Quando, il 9 febbraio 2018, ebbi la fortuna di ascoltare Emmanuelle Charpentier raccontare, durante una conferenza all’Accademia dei Lincei a Roma, la storia della CRISPR-Cas9 che lei stessa definì “a game changer in genetic engineering” continuavo a chiedermi quando le avrebbero assegnato il premio Nobel. O meglio, se mai avremmo assistito al conferimento di quel premio - che popola i sogni di tutti i ricercatori - alle due donne che, a distanza di migliaia di chilometri l’una dall’altra, hanno spiegato al mondo come l’evoluzione avesse fornito a un batterio lo strumento per ritoccare, potenzialmente, il genoma di qualsiasi organismo.
Sono trascorsi altri due anni da quella conferenza di Roma, durante i quali abbiamo assistito allo “scandalo scientifico” delle gemelline cinesi e visto la Comunità Europea prendere una posizione molto chiara - ma tutta da rivedere – contro l’impiego di questa tecnica.
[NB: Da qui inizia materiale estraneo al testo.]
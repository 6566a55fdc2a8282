use std::collections::HashMap;
use std::sync::Arc;

use chrono::{DateTime, Local};
use tokio::sync::{broadcast, RwLock, RwLockReadGuard};
use tracing::debug;

use crate::app_config::AppConfig;
use crate::store::bounded_buffer::{BoundedBuffer, BufferOrder};
use crate::store::models::{
    AccountSnapshot, AccountUpdate, BacktestHistoryEntry, BacktestResult, LogEntry, OrderEvent,
    PnlPoint, PositionSnapshot, PositionUpdate, StrategyId,
};

const CHANGE_CHANNEL_CAPACITY: usize = 1024;

/// 每次 store 变更都会广播一条，供展示层刷新
#[derive(Debug, Clone, PartialEq)]
pub enum StoreChange {
    Log,
    PnlPoint,
    Account,
    Position,
    OrderEvent,
    BacktestResult,
    BacktestHistory { strategy_id: StrategyId },
    Cleared,
}

/// 仪表盘展示的全部实时状态
#[derive(Debug, Clone)]
pub struct LiveState {
    logs: BoundedBuffer<String>,
    pnl_history: BoundedBuffer<PnlPoint>,
    account: AccountSnapshot,
    position: PositionSnapshot,
    order_events: Vec<OrderEvent>,
    backtest_result: Option<BacktestResult>,
    backtest_history: HashMap<StrategyId, Vec<BacktestHistoryEntry>>,
}

/// `[HH:MM:SS] [Strategy 7] message`
pub fn format_log_line(entry: &LogEntry, received_at: DateTime<Local>) -> String {
    let strategy = entry
        .strategy_id
        .map(|id| id.to_string())
        .unwrap_or_else(|| "-".to_string());
    format!(
        "[{}] [Strategy {}] {}",
        received_at.format("%H:%M:%S"),
        strategy,
        entry.message
    )
}

impl LiveState {
    pub fn new(log_capacity: usize, pnl_capacity: usize) -> Self {
        Self {
            logs: BoundedBuffer::new(log_capacity, BufferOrder::NewestFirst),
            pnl_history: BoundedBuffer::new(pnl_capacity, BufferOrder::OldestFirst),
            account: AccountSnapshot::default(),
            position: PositionSnapshot::default(),
            order_events: Vec::new(),
            backtest_result: None,
            backtest_history: HashMap::new(),
        }
    }

    pub fn logs(&self) -> &BoundedBuffer<String> {
        &self.logs
    }

    pub fn pnl_history(&self) -> &BoundedBuffer<PnlPoint> {
        &self.pnl_history
    }

    pub fn account(&self) -> &AccountSnapshot {
        &self.account
    }

    pub fn position(&self) -> &PositionSnapshot {
        &self.position
    }

    pub fn order_events(&self) -> &[OrderEvent] {
        &self.order_events
    }

    pub fn backtest_result(&self) -> Option<&BacktestResult> {
        self.backtest_result.as_ref()
    }

    pub fn backtest_history(&self, strategy_id: StrategyId) -> Option<&[BacktestHistoryEntry]> {
        self.backtest_history.get(&strategy_id).map(Vec::as_slice)
    }

    pub(crate) fn add_log_at(&mut self, entry: &LogEntry, received_at: DateTime<Local>) {
        self.logs.push(format_log_line(entry, received_at));
    }

    pub(crate) fn add_pnl_point(&mut self, point: PnlPoint) {
        self.pnl_history.push(point);
    }

    pub(crate) fn set_account_snapshot(&mut self, update: &AccountUpdate) {
        self.account.merge(update);
    }

    pub(crate) fn set_position_snapshot(&mut self, update: &PositionUpdate) {
        self.position.merge(update);
    }

    pub(crate) fn add_order_event(&mut self, event: OrderEvent) {
        self.order_events.push(event);
    }

    pub(crate) fn set_backtest_result(&mut self, result: BacktestResult) {
        self.backtest_result = Some(result);
    }

    pub(crate) fn set_backtest_history(
        &mut self,
        strategy_id: StrategyId,
        entries: Vec<BacktestHistoryEntry>,
    ) {
        self.backtest_history.insert(strategy_id, entries);
    }

    pub(crate) fn clear_all(&mut self) {
        self.logs.clear();
        self.pnl_history.clear();
        self.account = AccountSnapshot::default();
        self.position = PositionSnapshot::default();
        self.order_events.clear();
        self.backtest_result = None;
        self.backtest_history.clear();
    }
}

/// LiveState 的共享句柄。
///
/// 所有写操作只能经由这里的方法完成，外部只能拿到读锁或快照。
#[derive(Clone)]
pub struct LiveStore {
    state: Arc<RwLock<LiveState>>,
    changes: broadcast::Sender<StoreChange>,
}

impl LiveStore {
    pub fn new(log_capacity: usize, pnl_capacity: usize) -> Self {
        let (changes, _) = broadcast::channel(CHANGE_CHANNEL_CAPACITY);
        Self {
            state: Arc::new(RwLock::new(LiveState::new(log_capacity, pnl_capacity))),
            changes,
        }
    }

    pub fn from_config(config: &AppConfig) -> Self {
        Self::new(config.log_capacity, config.pnl_capacity)
    }

    /// 订阅变更通知
    pub fn subscribe(&self) -> broadcast::Receiver<StoreChange> {
        self.changes.subscribe()
    }

    /// 读锁期间推送分发会被阻塞，不要跨 `.await` 持有；需要长时间使用时用 [`LiveStore::snapshot`]
    pub async fn read(&self) -> RwLockReadGuard<'_, LiveState> {
        self.state.read().await
    }

    pub async fn snapshot(&self) -> LiveState {
        self.state.read().await.clone()
    }

    fn notify(&self, change: StoreChange) {
        // 没有订阅者时发送失败，忽略
        let _ = self.changes.send(change);
    }

    /// 在同一把写锁内完成校验和修改，`apply` 返回实际产生的变更，释放锁后逐条广播
    pub(crate) async fn mutate<F>(&self, apply: F) -> Vec<StoreChange>
    where
        F: FnOnce(&mut LiveState) -> Vec<StoreChange>,
    {
        let changes = {
            let mut state = self.state.write().await;
            apply(&mut state)
        };
        for change in &changes {
            self.notify(change.clone());
        }
        changes
    }

    pub async fn add_log(&self, entry: LogEntry) {
        self.state.write().await.add_log_at(&entry, Local::now());
        self.notify(StoreChange::Log);
    }

    pub async fn add_pnl_point(&self, point: PnlPoint) {
        self.state.write().await.add_pnl_point(point);
        self.notify(StoreChange::PnlPoint);
    }

    pub async fn set_account_snapshot(&self, update: AccountUpdate) {
        self.state.write().await.set_account_snapshot(&update);
        self.notify(StoreChange::Account);
    }

    pub async fn set_position_snapshot(&self, update: PositionUpdate) {
        self.state.write().await.set_position_snapshot(&update);
        self.notify(StoreChange::Position);
    }

    pub async fn add_order_event(&self, event: OrderEvent) {
        self.state.write().await.add_order_event(event);
        self.notify(StoreChange::OrderEvent);
    }

    pub async fn set_backtest_result(&self, result: BacktestResult) {
        self.state.write().await.set_backtest_result(result);
        self.notify(StoreChange::BacktestResult);
    }

    pub async fn set_backtest_history(
        &self,
        strategy_id: StrategyId,
        entries: Vec<BacktestHistoryEntry>,
    ) {
        debug!("更新回测历史: strategy_id={}, 共{}条", strategy_id, entries.len());
        self.state
            .write()
            .await
            .set_backtest_history(strategy_id, entries);
        self.notify(StoreChange::BacktestHistory { strategy_id });
    }

    /// 退出登录 / 会话结束时清空全部状态
    pub async fn clear_all(&self) {
        self.state.write().await.clear_all();
        self.notify(StoreChange::Cleared);
    }
}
Alla fine, la scorsa settimana, l'Accademia Svedese delle Scienze ha assegnato il premio Nobel per la Chimica a Emmanuelle Charpentier e a Jennifer Doudna per la loro ricerca sull’editing genomico. Questo premio non solo rimarrà nella storia perché condiviso solo tra due donne, ma soprattutto perché assegnato a una ricerca relativamente giovane (era l’anno 2015 quando le riviste Nature e Science definirono la CRISPR come la scoperta dell’anno), a differenza della ormai radicata consuetudine di conferire il prestigioso riconoscimento a ricerche iniziate decenni prima.
Dal 2015 le riviste scientifiche sono state letteralmente invase da articoli in cui questa tecnica è stata adattata al fine di ritoccare il genoma di organismi diversi. Al di là delle potenzialità applicative nell’uomo per la cura di molte malattie con basi genetiche, e delle loro complicate implicazioni etiche, la CRISPR è uno strumento rivoluzionario anche in agricoltura. La tecnologia dell’editing genomico ha rapidamente preso piede in molti laboratori ed è diventata uno dei più importanti strumenti per aumentare la resistenza genetica delle piante ai patogeni. Principalmente applicata contro le infezioni da virus, permette di ottenere non solo piante geneticamente modificate, ma anche mutanti non-transgenici potenzialmente (legislazione permettendo) utilizzabili in campo. Anche l’applicazione di questa tecnica per conferire alle piante resistenza a funghi e batteri patogeni ha dato risultati oltremodo incoraggianti, come nel caso del frumento, riso, pomodoro e vite.
Altrettanto interessanti sono i risultati ottenuti dall’applicazione del genome editing su piante di interesse agrario per ottenere un aumento della resa, mediante la generazione di linee maschili sterili (frumento e pomodoro) oppure attraverso lo sviluppo di germoplasmi resistenti agli erbicidi che favoriscono, anche, la prevenzione della degradazione del suolo. Infine, non si possono dimenticare le numerose piattaforme biotecnologiche basate sulla CRISPR-Cas che forniscono in continuazione una vera e propria “cassetta degli attrezzi” da utilizzare nel campo della biologia e delle biotecnologie vegetali.
Resta da verificare la durabilità di questi risultati in campo agrario, ma la sfida maggiore rimane ancora oggi l’opinione pubblica, spesso ostile a questa tecnologia vuoi per scarse conoscenze o perché mal consigliata.
“I hope I can continue to encourage my students, and especially my female students, to embrace their passion for their work and to know that their work will be appreciated by broader society” [ J. Doudna, 8 ottobre 2020].